The only conclusion I could reach was that, perhaps, this is a film about the banality of evil, in a similar vein as Zone of Interest. If that’s the case, it’s also an oddly confessional one, as Kerr shot the film entirely in and around her family home, which she notes in the introduction is called “Kerplunk” in a presumed play on the family name (and in fact, a plaque with Kerplunk written on it appears in one of the many common rooms in the house, where the men of the family are watching football). If I were a first-time filmmaker and the recipient of a grant, I wouldn’t cop to the fact that I grew up in that level of decadent comfort, in a gigantic home of countless rooms on an estate that meets a lazy flowing river and encompasses various other buildings as well as separate tennis and basketball courts. It’s like advertising to the whole world that you had the privilege of a spacious home and plenty of outdoor space while the rest of us were squirreled away in our little apartment hovels sanitizing apples and cereal boxes.

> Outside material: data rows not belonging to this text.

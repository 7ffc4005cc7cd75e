//! Lock-free counters for wallet activity.

use std::sync::atomic::{AtomicU64, Ordering};

use serde::Serialize;

/// The activities a wallet counts.
#[derive(Debug, Clone, Copy, PartialEq, Eq)]
pub enum Counter {
    SyncRuns,
    SyncFailures,
    OutputsDiscovered,
    TransactionsSent,
    TransactionsConfirmed,
    Reattachments,
    Consolidations,
}

impl Counter {
    pub const ALL: [Counter; 7] = [
        Counter::SyncRuns,
        Counter::SyncFailures,
        Counter::OutputsDiscovered,
        Counter::TransactionsSent,
        Counter::TransactionsConfirmed,
        Counter::Reattachments,
        Counter::Consolidations,
    ];

    fn slot(self) -> usize {
        self as usize
    }
}

/// Point-in-time copy of every counter.
#[derive(Debug, Clone, Default, PartialEq, Eq, Serialize)]
pub struct StatsSnapshot {
    pub sync_runs: u64,
    pub sync_failures: u64,
    pub outputs_discovered: u64,
    pub transactions_sent: u64,
    pub transactions_confirmed: u64,
    pub reattachments: u64,
    pub consolidations: u64,
}

#[derive(Debug, Default)]
pub struct StatsCounter {
    slots: [AtomicU64; 7],
}

impl StatsCounter {
    pub fn new() -> Self {
        Self::default()
    }

    pub fn increment(&self, counter: Counter) {
        self.add(counter, 1);
    }

    pub fn add(&self, counter: Counter, value: u64) {
        self.slots[counter.slot()].fetch_add(value, Ordering::Relaxed);
    }

    pub fn get(&self, counter: Counter) -> u64 {
        self.slots[counter.slot()].load(Ordering::Relaxed)
    }

    pub fn snapshot(&self) -> StatsSnapshot {
        StatsSnapshot {
            sync_runs: self.get(Counter::SyncRuns),
            sync_failures: self.get(Counter::SyncFailures),
            outputs_discovered: self.get(Counter::OutputsDiscovered),
            transactions_sent: self.get(Counter::TransactionsSent),
            transactions_confirmed: self.get(Counter::TransactionsConfirmed),
            reattachments: self.get(Counter::Reattachments),
            consolidations: self.get(Counter::Consolidations),
        }
    }
}

#[cfg(test)]
mod tests {
    use super::*;

    #[test]
    fn counters_are_independent() {
        let stats = StatsCounter::new();
        stats.increment(Counter::SyncRuns);
        stats.add(Counter::OutputsDiscovered, 5);
        assert_eq!(stats.get(Counter::SyncRuns), 1);
        assert_eq!(stats.get(Counter::OutputsDiscovered), 5);
        assert_eq!(stats.get(Counter::SyncFailures), 0);
    }

    #[test]
    fn snapshot_reflects_every_counter() {
        let stats = StatsCounter::new();
        for (i, counter) in Counter::ALL.iter().enumerate() {
            stats.add(*counter, i as u64 + 1);
        }
        let snap = stats.snapshot();
        assert_eq!(snap.sync_runs, 1);
        assert_eq!(snap.consolidations, 7);
    }
}
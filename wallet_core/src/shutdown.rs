//! Stop signal for the wallet's background tasks.
//!
//! A task calls [`ShutdownController::subscribe`] and `select!`s on the
//! receiver next to its own work. [`ShutdownController::shutdown`] wakes
//! every receiver at once.

use tokio::sync::broadcast;

pub struct ShutdownController {
    tx: broadcast::Sender<()>,
}

impl ShutdownController {
    pub fn new() -> Self {
        let (tx, _) = broadcast::channel(1);
        Self { tx }
    }

    pub fn subscribe(&self) -> broadcast::Receiver<()> {
        self.tx.subscribe()
    }

    /// Notify every subscriber. Returns how many were listening.
    pub fn shutdown(&self) -> usize {
        self.tx.send(()).unwrap_or(0)
    }
}

impl Default for ShutdownController {
    fn default() -> Self {
        Self::new()
    }
}

#[cfg(test)]
mod tests {
    use super::*;

    #[tokio::test]
    async fn shutdown_notifies_subscriber() {
        let controller = ShutdownController::new();
        let mut rx = controller.subscribe();
        assert_eq!(controller.shutdown(), 1);
        assert!(rx.recv().await.is_ok());
    }

    #[tokio::test]
    async fn every_subscriber_is_notified() {
        let controller = ShutdownController::new();
        let mut first = controller.subscribe();
        let mut second = controller.subscribe();
        controller.shutdown();
        assert!(first.recv().await.is_ok());
        assert!(second.recv().await.is_ok());
    }

    #[test]
    fn shutdown_without_subscribers_is_harmless() {
        assert_eq!(ShutdownController::new().shutdown(), 0);
    }
}
//! Protocol parameters the wallet needs from the ledger: network identity,
//! address encoding and the storage deposit (rent) structure.

use serde::{Deserialize, Serialize};

use crate::ids::OutputId;

/// Maximum number of inputs in one transaction.
pub const INPUT_COUNT_MAX: usize = 128;

/// Maximum number of outputs in one transaction.
pub const OUTPUT_COUNT_MAX: usize = 128;

/// Bytes the ledger stores per output beyond the output itself:
/// block id (32) + confirmation index (4) + confirmation timestamp (4).
const OUTPUT_METADATA_LENGTH: u64 = 40;

/// Parameters for the minimum storage deposit of an output.
///
/// An output of `size` serialized bytes must hold at least
/// `v_byte_cost * (v_byte_factor_data * size + offset)` where the offset covers
/// its key (the output id) and the ledger's per-output metadata.
#[derive(Clone, Copy, Debug, PartialEq, Eq, Serialize, Deserialize)]
pub struct RentStructure {
    /// Deposit per virtual byte.
    #[serde(default = "default_v_byte_cost")]
    pub v_byte_cost: u32,
    /// Weight of key bytes.
    #[serde(default = "default_v_byte_factor_key")]
    pub v_byte_factor_key: u8,
    /// Weight of data bytes.
    #[serde(default = "default_v_byte_factor_data")]
    pub v_byte_factor_data: u8,
}

fn default_v_byte_cost() -> u32 {
    100
}

fn default_v_byte_factor_key() -> u8 {
    10
}

fn default_v_byte_factor_data() -> u8 {
    1
}

impl RentStructure {
    /// Virtual bytes charged for every output regardless of its content.
    pub fn offset(&self) -> u64 {
        self.v_byte_factor_key as u64 * OutputId::LENGTH as u64
            + self.v_byte_factor_data as u64 * OUTPUT_METADATA_LENGTH
    }

    /// Minimum deposit for an output of `size` serialized bytes.
    pub fn min_deposit_for_size(&self, size: usize) -> u64 {
        let v_bytes = self.v_byte_factor_data as u64 * size as u64 + self.offset();
        (self.v_byte_cost as u64).saturating_mul(v_bytes)
    }
}

impl Default for RentStructure {
    fn default() -> Self {
        Self {
            v_byte_cost: default_v_byte_cost(),
            v_byte_factor_key: default_v_byte_factor_key(),
            v_byte_factor_data: default_v_byte_factor_data(),
        }
    }
}

/// Ledger parameters reported by a node.
#[derive(Clone, Debug, PartialEq, Eq, Serialize, Deserialize)]
pub struct ProtocolParams {
    /// Human-readable network name, e.g. `testnet`.
    pub network_name: String,
    /// Network id committed to in every transaction essence.
    pub network_id: u64,
    /// Bech32 human-readable part for addresses.
    pub bech32_hrp: String,
    pub rent_structure: RentStructure,
    /// Total base coin supply; no output may exceed it.
    pub token_supply: u64,
}

impl Default for ProtocolParams {
    fn default() -> Self {
        Self {
            network_name: "testnet".to_string(),
            network_id: 1,
            bech32_hrp: "tst".to_string(),
            rent_structure: RentStructure::default(),
            token_supply: 2_779_530_283_277_761,
        }
    }
}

This family, which we’ll call “the Kerrs” for the sake of simplicity, are completely insulated from the reality of the pandemic at their gates, with their servants still at hand and where the most stressful thing in life is trying to take a photograph. The banality of every conversation, then, contributes to the larger examination of aristocratic separation from common suffering, and that’s a brave thing to bring to the table for dissection as a filmmaker.
Is this a confession? A pretension? An experiment in boredom? In the end, I’m not sure.